Rates of Change and Function Behavior

Overview

This lecture covers the concept of rates of change, focusing on key terms like slope, how to calculate average rate of change from graphs, tables, and functions, and how rates of change relate to increasing or decreasing behavior in functions.

Rate of Change Concepts

• Rate of change measures how a quantity changes with respect to another (often time).
• Slope is the rate of change between two points on a line.
• Average rate of change is calculated over an interval, not at a single point.
• In functions, rate of change describes how the dependent variable (Y) changes as the independent variable (X) changes.

Calculating Average Rate of Change

• The formula: Average Rate of Change = (f(b) - f(a)) / (b - a).
• From a table: Use corresponding function values at two X-values and divide their difference by the difference in X.
• From a graph: Read Y-values at given X-points, apply the formula, and interpret as the slope of the connecting line.
• With function notation: Substitute the X-values into the function, then apply the formula.

Examples

• Example with position: If a car travels 60 miles in one hour, average rate of change = 60 miles/hour.
• For f(x) from a graph: If f(2) = 3, f(-1) = 0, rate of change from -1 to 2 is (3-0)/(2-(-1)) = 1.
• Table Example: From x=4 to x=8, if f(8)=16 and f(4)=6, rate of change = (16-6)/(8-4) = 2.5.
• Example with variable: (1+t)² – 1² over t yields (2t + t²)/t = 2 + t.

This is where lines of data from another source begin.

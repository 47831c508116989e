//! Modules command implementation
//!
//! Resolves every module a manifest declares into a namespace and reports
//! one status per module: `resolved` (freshly fetched), `cached` (already
//! present), or `error`. A broken module never aborts its siblings, so the
//! command exits nonzero only when the manifest itself cannot be parsed or
//! when `--strict` is given and at least one module failed.

use std::path::PathBuf;

use anyhow::{bail, Context, Result};
use clap::Args;

use sourcelink::defaults;
use sourcelink::modules::{ModuleResolver, ModuleStatus};

/// Arguments for the modules command
#[derive(Args, Debug)]
pub struct ModulesArgs {
    /// Path to the module manifest (YAML, optionally frontmatter-wrapped)
    #[arg(value_name = "MANIFEST")]
    pub manifest: PathBuf,

    /// Namespace to link resolved modules into
    #[arg(short, long, value_name = "NAME")]
    pub namespace: String,

    /// Cache root directory
    #[arg(long, value_name = "DIR", env = "SOURCELINK_CACHE")]
    pub cache_root: Option<PathBuf>,

    /// Root of the namespace symlink tree
    #[arg(long, value_name = "DIR", env = "SOURCELINK_MODULES")]
    pub modules_root: Option<PathBuf>,

    /// Output in JSON format
    #[arg(long)]
    pub json: bool,

    /// Exit nonzero if any module failed to resolve
    #[arg(long)]
    pub strict: bool,
}

/// Execute the modules command
pub fn execute(args: ModulesArgs) -> Result<()> {
    let cache_root = args
        .cache_root
        .unwrap_or_else(defaults::default_cache_root);
    let modules_root = args
        .modules_root
        .unwrap_or_else(defaults::default_modules_root);

    let resolver = ModuleResolver::new(cache_root, modules_root);
    let statuses = resolver
        .resolve_manifest(&args.manifest, &args.namespace)
        .with_context(|| format!("failed to resolve manifest {}", args.manifest.display()))?;

    if args.json {
        println!("{}", serde_json::to_string_pretty(&statuses)?);
    } else if statuses.is_empty() {
        println!("No modules with sources declared.");
    } else {
        for (module_id, status) in &statuses {
            match status {
                ModuleStatus::Error(message) => {
                    println!("{:<24} {}  ({})", module_id, status, message)
                }
                _ => println!("{:<24} {}", module_id, status),
            }
        }
    }

    let failed = statuses
        .values()
        .filter(|s| matches!(s, ModuleStatus::Error(_)))
        .count();
    if args.strict && failed > 0 {
        bail!("{} module(s) failed to resolve", failed);
    }
    Ok(())
}
//! # CLI Command Implementations
//!
//! This module contains the implementation for each subcommand of the
//! `sourcelink` command-line tool. Each subcommand is defined in its own
//! file to keep the logic separated and maintainable.
//!
//! ## Structure
//!
//! Each command module typically contains:
//! - An `Args` struct that defines the command-specific arguments and
//!   options, derived using `clap`.
//! - An `execute` function that takes the parsed `Args` and performs the
//!   command's logic.
//!
//! The `execute` function is the main entry point for the command and is
//! responsible for orchestrating the necessary operations, calling into the
//! `sourcelink` library to perform the core logic.

pub mod cache;
pub mod completions;
pub mod modules;
pub mod resolve;
//! Property-based tests for the reference grammars.
//!
//! These tests use proptest to generate random inputs and verify that
//! invariants hold for all possible inputs.

#[cfg(test)]
mod proptest_tests {
    use crate::fetch::url_key;
    use crate::git::sanitize_token;
    use crate::reference::{GitSource, SourceReference};
    use proptest::prelude::*;

    // ============================================================================
    // SourceReference::parse property tests
    // ============================================================================

    proptest! {
        /// Property: parsing never panics, for any input
        #[test]
        fn parse_never_panics(input in ".*") {
            let _ = SourceReference::parse(&input);
        }

        /// Property: parsing is deterministic (same input = same output)
        #[test]
        fn parse_is_deterministic(input in ".*") {
            let result1 = SourceReference::parse(&input);
            let result2 = SourceReference::parse(&input);
            prop_assert_eq!(result1.is_ok(), result2.is_ok());
            if let (Ok(a), Ok(b)) = (result1, result2) {
                prop_assert_eq!(a, b);
            }
        }

        /// Property: a well-formed git reference round-trips its parts
        #[test]
        fn git_reference_roundtrips_parts(
            host in "[a-z]{1,10}",
            repo in "[a-zA-Z0-9-]{1,15}",
            ref_name in "[a-zA-Z0-9._-]{1,15}",
        ) {
            let reference = format!("git+https://{}.com/org/{}@{}", host, repo, ref_name);
            let parsed = SourceReference::parse(&reference).unwrap();
            prop_assert_eq!(
                parsed,
                SourceReference::Git {
                    url: format!("https://{}.com/org/{}", host, repo),
                    r#ref: ref_name.clone(),
                    subdirectory: None,
                }
            );
        }

        /// Property: the two subdirectory spellings parse to the same shape
        #[test]
        fn subdirectory_spellings_agree(
            repo in "[a-zA-Z0-9-]{1,15}",
            ref_name in "[a-zA-Z0-9._-]{1,15}",
            sub in "[a-zA-Z0-9_-]{1,15}",
        ) {
            let slash =
                SourceReference::parse(&format!("git+https://e.com/{}@{}/{}", repo, ref_name, sub));
            let fragment = SourceReference::parse(&format!(
                "git+https://e.com/{}@{}#subdirectory={}",
                repo, ref_name, sub
            ));
            prop_assert_eq!(slash.unwrap(), fragment.unwrap());
        }

        /// Property: a git marker without an '@ref' is always rejected
        #[test]
        fn git_without_ref_always_fails(body in "[a-zA-Z0-9:/._-]*") {
            prop_assume!(!body.contains('@'));
            let reference = format!("git+{}", body);
            prop_assert!(SourceReference::parse(&reference).is_err());
        }

        /// Property: the strict grammar never silently falls back to a
        /// non-git kind for git-marked input
        #[test]
        fn git_marker_never_parses_as_other_kind(body in ".*") {
            if let Ok(parsed) = SourceReference::parse(&format!("git+{}", body)) {
                prop_assert!(matches!(parsed, SourceReference::Git { .. }), "git-marked input must parse as Git");
            }
        }
    }

    // ============================================================================
    // GitSource::parse property tests
    // ============================================================================

    proptest! {
        /// Property: the lenient grammar accepts refless sources
        #[test]
        fn lenient_refless_source_parses(
            repo in "[a-zA-Z0-9-]{1,15}",
        ) {
            let source = format!("https://e.com/org/{}", repo);
            let parsed = GitSource::parse(&source).unwrap();
            prop_assert_eq!(parsed.url, source);
            prop_assert_eq!(parsed.reference, None);
        }

        /// Property: the git marker is optional and changes nothing
        #[test]
        fn lenient_marker_is_transparent(
            repo in "[a-zA-Z0-9-]{1,15}",
            ref_name in "[a-zA-Z0-9._-]{1,15}",
        ) {
            let bare = GitSource::parse(&format!("https://e.com/{}@{}", repo, ref_name)).unwrap();
            let marked =
                GitSource::parse(&format!("git+https://e.com/{}@{}", repo, ref_name)).unwrap();
            prop_assert_eq!(bare, marked);
        }
    }

    // ============================================================================
    // cache key property tests
    // ============================================================================

    proptest! {
        /// Property: sanitized tokens never contain path separators
        #[test]
        fn sanitize_token_never_contains_slash(input in ".*") {
            prop_assert!(!sanitize_token(&input).contains('/'));
        }

        /// Property: URL keys are always 8 lowercase hex characters
        #[test]
        fn url_key_shape(path in "[a-zA-Z0-9/_-]{0,30}") {
            let key = url_key(&format!("https://example.com/{}", path)).unwrap();
            prop_assert_eq!(key.len(), 8);
            prop_assert!(key.chars().all(|c| c.is_ascii_hexdigit()));
        }

        /// Property: URL keys are case-insensitive in the host
        #[test]
        fn url_key_host_case_insensitive(host in "[a-zA-Z]{1,12}") {
            let lower = url_key(&format!("https://{}.com/data", host.to_lowercase())).unwrap();
            let mixed = url_key(&format!("https://{}.com/data", host)).unwrap();
            prop_assert_eq!(lower, mixed);
        }
    }
}
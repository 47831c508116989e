//! E2E tests for the `sourcelink` CLI.
//!
//! Drives the compiled binary with `assert_cmd` against temp cache roots
//! and local fixture repositories.

mod common;

use assert_cmd::Command;
use assert_fs::prelude::*;
use assert_fs::TempDir;
use common::FixtureRepo;
use predicates::prelude::*;

fn sourcelink() -> Command {
    Command::cargo_bin("sourcelink").unwrap()
}

#[test]
fn test_resolve_absolute_path_prints_it() {
    let temp = TempDir::new().unwrap();
    temp.child("content/file.txt").write_str("hello").unwrap();

    sourcelink()
        .arg("resolve")
        .arg(temp.child("content").path())
        .arg("--cache-root")
        .arg(temp.child("cache").path())
        .assert()
        .success()
        .stdout(predicate::str::contains("content"));
}

#[test]
fn test_resolve_missing_path_fails() {
    let temp = TempDir::new().unwrap();
    sourcelink()
        .arg("resolve")
        .arg("/no/such/path/anywhere")
        .arg("--cache-root")
        .arg(temp.path())
        .assert()
        .failure()
        .stderr(predicate::str::contains("Path does not exist"));
}

#[test]
fn test_resolve_malformed_git_reference_fails_with_grammar_hint() {
    let temp = TempDir::new().unwrap();
    sourcelink()
        .arg("resolve")
        .arg("git+https://example.com/org/tools")
        .arg("--cache-root")
        .arg(temp.path())
        .assert()
        .failure()
        .stderr(predicate::str::contains("missing '@ref'"));
}

#[test]
fn test_modules_command_resolves_manifest() {
    if !common::git_available() {
        eprintln!("git not available; skipping");
        return;
    }

    let repo = FixtureRepo::new();
    let temp = TempDir::new().unwrap();
    let manifest = temp.child("modules.yaml");
    manifest
        .write_str(&format!(
            "tools:\n  - module: bash-tool\n    source: git+{}@main#subdirectory=bash\n",
            repo.url()
        ))
        .unwrap();

    sourcelink()
        .arg("modules")
        .arg(manifest.path())
        .arg("--namespace")
        .arg("demo")
        .arg("--cache-root")
        .arg(temp.child("cache").path())
        .arg("--modules-root")
        .arg(temp.child("modules").path())
        .assert()
        .success()
        .stdout(predicate::str::contains("bash-tool"))
        .stdout(predicate::str::contains("resolved"));

    // repeat run reports the cached status
    sourcelink()
        .arg("modules")
        .arg(manifest.path())
        .arg("--namespace")
        .arg("demo")
        .arg("--cache-root")
        .arg(temp.child("cache").path())
        .arg("--modules-root")
        .arg(temp.child("modules").path())
        .arg("--json")
        .assert()
        .success()
        .stdout(predicate::str::contains("\"bash-tool\": \"cached\""));

    temp.child("modules/demo/bash-tool/tool.yaml")
        .assert(predicate::path::exists());
}

#[test]
fn test_modules_strict_fails_on_broken_module() {
    if !common::git_available() {
        eprintln!("git not available; skipping");
        return;
    }

    let temp = TempDir::new().unwrap();
    let manifest = temp.child("modules.yaml");
    manifest
        .write_str("tools:\n  - module: broken\n    source: git+/no/such/repo@main\n")
        .unwrap();

    sourcelink()
        .arg("modules")
        .arg(manifest.path())
        .arg("--namespace")
        .arg("demo")
        .arg("--cache-root")
        .arg(temp.child("cache").path())
        .arg("--modules-root")
        .arg(temp.child("modules").path())
        .arg("--strict")
        .assert()
        .failure()
        .stderr(predicate::str::contains("failed to resolve"));
}

#[test]
fn test_modules_invalid_manifest_fails() {
    let temp = TempDir::new().unwrap();
    let manifest = temp.child("modules.yaml");
    manifest.write_str("tools: [unclosed").unwrap();

    sourcelink()
        .arg("modules")
        .arg(manifest.path())
        .arg("--namespace")
        .arg("demo")
        .arg("--cache-root")
        .arg(temp.child("cache").path())
        .arg("--modules-root")
        .arg(temp.child("modules").path())
        .assert()
        .failure()
        .stderr(predicate::str::contains("Manifest parse error"));
}

#[test]
fn test_cache_list_empty() {
    let temp = TempDir::new().unwrap();
    sourcelink()
        .arg("cache")
        .arg("--cache-root")
        .arg(temp.child("cache").path())
        .arg("list")
        .assert()
        .success()
        .stdout(predicate::str::contains("No cached entries found."));
}

#[test]
fn test_cache_list_after_resolution() {
    if !common::git_available() {
        eprintln!("git not available; skipping");
        return;
    }

    let repo = FixtureRepo::new();
    let temp = TempDir::new().unwrap();
    let cache_root = temp.child("cache");

    sourcelink()
        .arg("resolve")
        .arg(format!("git+{}@main", repo.url()))
        .arg("--cache-root")
        .arg(cache_root.path())
        .assert()
        .success();

    sourcelink()
        .arg("cache")
        .arg("--cache-root")
        .arg(cache_root.path())
        .arg("list")
        .arg("--json")
        .assert()
        .success()
        .stdout(predicate::str::contains(repo.head_commit()));
}

#[test]
fn test_completions_generate() {
    sourcelink()
        .arg("completions")
        .arg("bash")
        .assert()
        .success()
        .stdout(predicate::str::contains("sourcelink"));
}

Increasing and Decreasing Functions

• A function is increasing where the rate of change is positive (graph moves upward left to right).
• A function is decreasing where the rate of change is negative (graph moves downward left to right).
• Use open intervals to describe regions where a function is increasing or decreasing.
• At endpoints (where change switches), the function is neither increasing nor decreasing.

Key Terms & Definitions

• Rate of Change — How one variable changes in relation to another.
• Slope — The rate of change between two points, calculated as rise over run.
• Average Rate of Change — (f(b) - f(a)) / (b - a); the change in Y over the change in X for an interval.
• Increasing Function — A function whose values rise as X increases.
• Decreasing Function — A function whose values fall as X increases.

Action Items / Next Steps

• Complete questions 1–5 on the Section 1.3 worksheet.
• Finish Section 1.3 and check answers with the provided key.